Addresses: This module introduces volcano hazards, starting with a geologic overview of the three main types of volcanoes (Cinder Cones, Composite Volcanoes, and Shield Volcanoes), two general eruption types (effusive and explosive), and three primary eruption mechanisms (magmatic, phreatic, and phreatomagmatic). The next section presents the monitoring methodology used to detect eminent volcanic activity. This is followed by a discussion of health hazards, aviation hazards, and methods to detect ash and aerosol in real time from satellite, aircraft, and ground-based (lightning, radar, and lidar) sensors. Many examples are shown to highlight detection of ash and aerosol by various satellite platforms and techniques and include comments on strengths and weaknesses of the approaches. The final section is devoted to modeling the movement of ash and aerosol and forecasting its dispersion. To drive home the point that the continental US has potential volcanic ash hazards, dispersion examples are given for 5 volcano regions in the western US.
This module follows the information content of part 1 by presenting examples of ash and aerosol detection and model dispersion output. It introduces the key organizations involved in monitoring, detecting, and tracking volcano activity and volcanic hazards and what their responsibilities are.
Length: 90 minutes
Delivery: online module with audio and talking points
Target Audience: Forecaster – although it is informative for all.
Addresses: The module begins with an example of the 2009 eruption of Alaska’s Mt. Redoubt volcano. It is followed by an overview of the key organizations involved in monitoring, detecting, and tracking volcano activity and volcanic hazards. It discusses the flow of information through these organizations during a volcano event. It also evaluates scientific and technical detection of ash and implications for air traffic control issues associated with the 2010 eruption of the Islandic volcano Eyjafjallajökull. The final section takes a look into future products for ash and aerosol detection.
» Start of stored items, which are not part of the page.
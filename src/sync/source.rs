//! Collaborator interfaces consumed by the engine
//!
//! The engine never looks these up globally; they are injected at
//! construction time.

use super::error::SourceError;
use async_trait::async_trait;
use std::collections::BTreeMap;
use std::sync::{PoisonError, RwLock};
use std::time::Duration;

/// Tells the engine which account, if any, is connected
pub trait AccountProvider: Send + Sync {
    fn is_connected(&self) -> bool;

    fn account_id(&self) -> Option<String>;
}

/// Remote balance data, one method per resource
///
/// Implementations report failures only through [`SourceError`]; the
/// engine does not interpret transport details.
#[async_trait]
pub trait BalanceSource: Send + Sync {
    /// Grove ids the account holds tokens for
    async fn list_groves(&self, account_id: &str) -> Result<Vec<String>, SourceError>;

    /// Token balance of one grove
    async fn grove_token_balance(&self, account_id: &str, grove_id: &str)
        -> Result<u64, SourceError>;

    async fn usdc_balance(&self, account_id: &str) -> Result<u64, SourceError>;

    /// Balance per LP token id
    async fn lp_token_balances(&self, account_id: &str)
        -> Result<BTreeMap<String, u64>, SourceError>;

    async fn revenue_balance(&self, account_id: &str) -> Result<u64, SourceError>;

    async fn pending_distribution(&self, account_id: &str) -> Result<u64, SourceError>;
}

/// Outcome of waiting on a transaction
#[derive(Debug, Clone, Copy, PartialEq, Eq)]
pub enum Confirmation {
    /// Ledger reported the transaction as final
    Confirmed,
    /// No ledger check was made; the wait elapsed
    Assumed,
}

/// Blocks until a submitted transaction is likely reflected in balances
#[async_trait]
pub trait TransactionConfirmer: Send + Sync {
    async fn wait_for_confirmation(&self, transaction_id: &str)
        -> Result<Confirmation, SourceError>;
}

/// Confirmer that simply waits a fixed period
#[derive(Debug, Clone)]
pub struct FixedDelayConfirmer {
    delay: Duration,
}

impl FixedDelayConfirmer {
    pub fn new(delay: Duration) -> Self {
        Self { delay }
    }

    pub fn delay(&self) -> Duration {
        self.delay
    }
}

impl Default for FixedDelayConfirmer {
    fn default() -> Self {
        Self::new(Duration::from_secs(5))
    }
}

#[async_trait]
impl TransactionConfirmer for FixedDelayConfirmer {
    async fn wait_for_confirmation(
        &self,
        transaction_id: &str,
    ) -> Result<Confirmation, SourceError> {
        tracing::debug!(
            transaction_id,
            delay_ms = self.delay.as_millis() as u64,
            "Waiting fixed period for transaction to settle"
        );
        tokio::time::sleep(self.delay).await;
        Ok(Confirmation::Assumed)
    }
}

/// In-memory account provider for a single wallet connection
#[derive(Debug, Default)]
pub struct ConnectedAccount {
    account_id: RwLock<Option<String>>,
}

impl ConnectedAccount {
    /// Provider with no account connected
    pub fn new() -> Self {
        Self::default()
    }

    /// Provider already connected to `account_id`
    pub fn with_account(account_id: impl Into<String>) -> Self {
        Self {
            account_id: RwLock::new(Some(account_id.into())),
        }
    }

    pub fn connect(&self, account_id: impl Into<String>) {
        let account_id = account_id.into();
        tracing::info!(account_id = %account_id, "Account connected");
        *self.account_id.write().unwrap_or_else(PoisonError::into_inner) = Some(account_id);
    }

    pub fn disconnect(&self) {
        tracing::info!("Account disconnected");
        *self.account_id.write().unwrap_or_else(PoisonError::into_inner) = None;
    }
}

impl AccountProvider for ConnectedAccount {
    fn is_connected(&self) -> bool {
        self.account_id
            .read()
            .unwrap_or_else(PoisonError::into_inner)
            .is_some()
    }

    fn account_id(&self) -> Option<String> {
        self.account_id
            .read()
            .unwrap_or_else(PoisonError::into_inner)
            .clone()
    }
}
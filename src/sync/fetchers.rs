//! Resource fetchers
//!
//! One read-through pipeline per resource type:
//!
//! 1. Fresh cache entry → return it (no I/O, no notification)
//! 2. Otherwise fetch through the retry executor, de-duplicated per key
//! 3. On success store in the cache and notify listeners
//! 4. On failure hand the final error to the caller
//!
//! Token balances are a composite: groves are listed first, then each
//! grove's balance is fetched; a grove that fails counts as zero.

use super::cache::CacheStore;
use super::error::{SourceError, SyncError, SyncResult};
use super::inflight::InflightFetches;
use super::listeners::ListenerRegistry;
use super::retry::RetryPolicy;
use super::scheduler::PollCycle;
use super::source::{AccountProvider, BalanceSource};
use super::types::{BalanceUpdate, BalanceValue, PollConfig, ResourceKey, ResourceType};
use async_trait::async_trait;
use futures_util::future::{join_all, FutureExt};
use serde::Serialize;
use std::collections::BTreeMap;
use std::sync::Arc;

/// Capacity of the update broadcast stream
const UPDATE_STREAM_CAPACITY: usize = 256;

/// The five fetch pipelines and the state they share
pub struct ResourceFetchers {
    account: Arc<dyn AccountProvider>,
    source: Arc<dyn BalanceSource>,
    cache: CacheStore,
    listeners: ListenerRegistry,
    retry: RetryPolicy,
    inflight: InflightFetches,
}

/// Result of one resource within a poll cycle
#[derive(Debug, Clone, Serialize)]
pub struct PollOutcome {
    pub resource: ResourceType,
    pub success: bool,
    pub error: Option<String>,
}

/// Summary of a poll cycle
#[derive(Debug, Clone, Serialize)]
pub struct PollReport {
    /// Account polled; `None` when the cycle was skipped
    pub account_id: Option<String>,
    pub outcomes: Vec<PollOutcome>,
    pub duration_ms: u64,
}

impl PollReport {
    fn skipped() -> Self {
        Self {
            account_id: None,
            outcomes: Vec::new(),
            duration_ms: 0,
        }
    }

    /// True when no account was connected and nothing was fetched
    pub fn is_skipped(&self) -> bool {
        self.account_id.is_none()
    }

    pub fn failures(&self) -> usize {
        self.outcomes.iter().filter(|o| !o.success).count()
    }
}

impl ResourceFetchers {
    pub fn new(
        account: Arc<dyn AccountProvider>,
        source: Arc<dyn BalanceSource>,
        config: &PollConfig,
    ) -> Self {
        Self {
            account,
            source,
            cache: CacheStore::new(config.cache_ttl),
            listeners: ListenerRegistry::new(UPDATE_STREAM_CAPACITY),
            retry: RetryPolicy::from_config(config),
            inflight: InflightFetches::new(),
        }
    }

    pub fn cache(&self) -> &CacheStore {
        &self.cache
    }

    pub fn listeners(&self) -> &ListenerRegistry {
        &self.listeners
    }

    /// Connected account id, if any
    pub fn current_account(&self) -> Option<String> {
        if self.account.is_connected() {
            self.account.account_id()
        } else {
            None
        }
    }

    fn resolve_account(&self, account_id: Option<&str>) -> SyncResult<String> {
        match account_id {
            Some(id) => Ok(id.to_string()),
            None => self.current_account().ok_or(SyncError::NoAccount),
        }
    }

    /// Cached value if still fresh; never triggers a fetch
    pub fn cached(&self, resource: ResourceType, account_id: Option<&str>) -> Option<BalanceValue> {
        let account = self.resolve_account(account_id).ok()?;
        self.cache.get_fresh(&ResourceKey::new(resource, account))
    }

    /// Read-through fetch of one resource
    pub async fn fetch(
        self: &Arc<Self>,
        resource: ResourceType,
        account_id: Option<&str>,
    ) -> SyncResult<BalanceValue> {
        let key = ResourceKey::new(resource, self.resolve_account(account_id)?);

        if let Some(value) = self.cache.get_fresh(&key) {
            tracing::trace!(key = %key, "Balance cache hit");
            return Ok(value);
        }

        self.load(key).await
    }

    /// Fetch one resource, ignoring whatever is cached
    pub async fn force_refresh(
        self: &Arc<Self>,
        resource: ResourceType,
        account_id: Option<&str>,
    ) -> SyncResult<BalanceValue> {
        let key = ResourceKey::new(resource, self.resolve_account(account_id)?);
        self.cache.clear(Some(&key));
        tracing::debug!(key = %key, "Forcing balance refresh");
        self.load(key).await
    }

    /// Poll every resource for the connected account
    ///
    /// Never fails; each resource's error is logged and reported.
    pub async fn poll_all(self: &Arc<Self>) -> PollReport {
        let Some(account) = self.current_account() else {
            tracing::debug!("No account connected, skipping balance poll");
            return PollReport::skipped();
        };

        let start = std::time::Instant::now();
        let results = join_all(ResourceType::ALL.iter().map(|&resource| {
            let account = account.as_str();
            async move { (resource, self.fetch(resource, Some(account)).await) }
        }))
        .await;

        let outcomes: Vec<PollOutcome> = results
            .into_iter()
            .map(|(resource, result)| match result {
                Ok(_) => PollOutcome {
                    resource,
                    success: true,
                    error: None,
                },
                Err(e) => {
                    tracing::warn!(
                        resource = %resource,
                        account_id = %account,
                        error = %e,
                        "Balance poll failed"
                    );
                    PollOutcome {
                        resource,
                        success: false,
                        error: Some(e.to_string()),
                    }
                }
            })
            .collect();

        let report = PollReport {
            account_id: Some(account),
            outcomes,
            duration_ms: start.elapsed().as_millis() as u64,
        };

        tracing::debug!(
            failures = report.failures(),
            duration_ms = report.duration_ms,
            "Balance poll cycle completed"
        );
        report
    }

    async fn load(self: &Arc<Self>, key: ResourceKey) -> SyncResult<BalanceValue> {
        let fetchers = Arc::clone(self);
        let fetch_key = key.clone();
        let value = self
            .inflight
            .run(key, move || {
                async move { fetchers.fetch_and_publish(fetch_key).await }.boxed()
            })
            .await?;
        Ok(value)
    }

    async fn fetch_and_publish(&self, key: ResourceKey) -> Result<BalanceValue, SourceError> {
        let value = self.fetch_from_source(&key).await?;

        self.cache.set(key.clone(), value.clone());
        self.listeners.publish(BalanceUpdate {
            resource: key.resource,
            account_id: key.account_id.clone(),
            value: value.clone(),
            fetched_at: chrono::Utc::now(),
        });

        Ok(value)
    }

    async fn fetch_from_source(&self, key: &ResourceKey) -> Result<BalanceValue, SourceError> {
        let source = self.source.as_ref();
        let account = key.account_id.as_str();
        let label = key.to_string();

        match key.resource {
            ResourceType::Token => self.fetch_grove_tokens(account).await,
            ResourceType::Usdc => self
                .retry
                .retry_fetch(&label, || source.usdc_balance(account))
                .await
                .map(BalanceValue::Amount),
            ResourceType::LpToken => self
                .retry
                .retry_fetch(&label, || source.lp_token_balances(account))
                .await
                .map(BalanceValue::LpTokens),
            ResourceType::Revenue => self
                .retry
                .retry_fetch(&label, || source.revenue_balance(account))
                .await
                .map(BalanceValue::Amount),
            ResourceType::PendingDistribution => self
                .retry
                .retry_fetch(&label, || source.pending_distribution(account))
                .await
                .map(BalanceValue::Amount),
        }
    }

    async fn fetch_grove_tokens(&self, account: &str) -> Result<BalanceValue, SourceError> {
        let source = self.source.as_ref();
        let groves = self
            .retry
            .retry_fetch(&format!("groves_{}", account), || source.list_groves(account))
            .await?;

        let balances = join_all(groves.iter().map(|grove| async move {
            let label = format!("token_{}_{}", account, grove);
            let balance = match self
                .retry
                .retry_fetch(&label, || source.grove_token_balance(account, grove))
                .await
            {
                Ok(balance) => balance,
                Err(e) => {
                    tracing::warn!(
                        account_id = %account,
                        grove_id = %grove,
                        error = %e,
                        "Grove balance unavailable, counting as zero"
                    );
                    0
                }
            };
            (grove.clone(), balance)
        }))
        .await;

        Ok(BalanceValue::Groves(balances.into_iter().collect::<BTreeMap<_, _>>()))
    }
}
It ends with an example of synthetically produced RGB imagery of a hypothetical volcanic eruption from the Yellowstone, Wyoming region.
This module describes what a regional satellite cloud composite is, what types of simple cloud composites can be created from GOES imagery, and how they can be used in the forecast process.
Length: 50 minutes
Delivery: online module with audio and downloadable VISIT session with audio and talking points
Target Audience: Forecaster
Addresses: This module discusses simple methods to calculate visible and infrared cloud composites and presents various ways to composite the information: diurnally, monthly, seasonally, annually, by regime, and by event. Examples are presented from a sea breeze study at the Tallahassee, Florida WFO, a strong wind event study at the Cheyenne, Wyoming WFO and a marine stratus study at the Eureka, California WFO.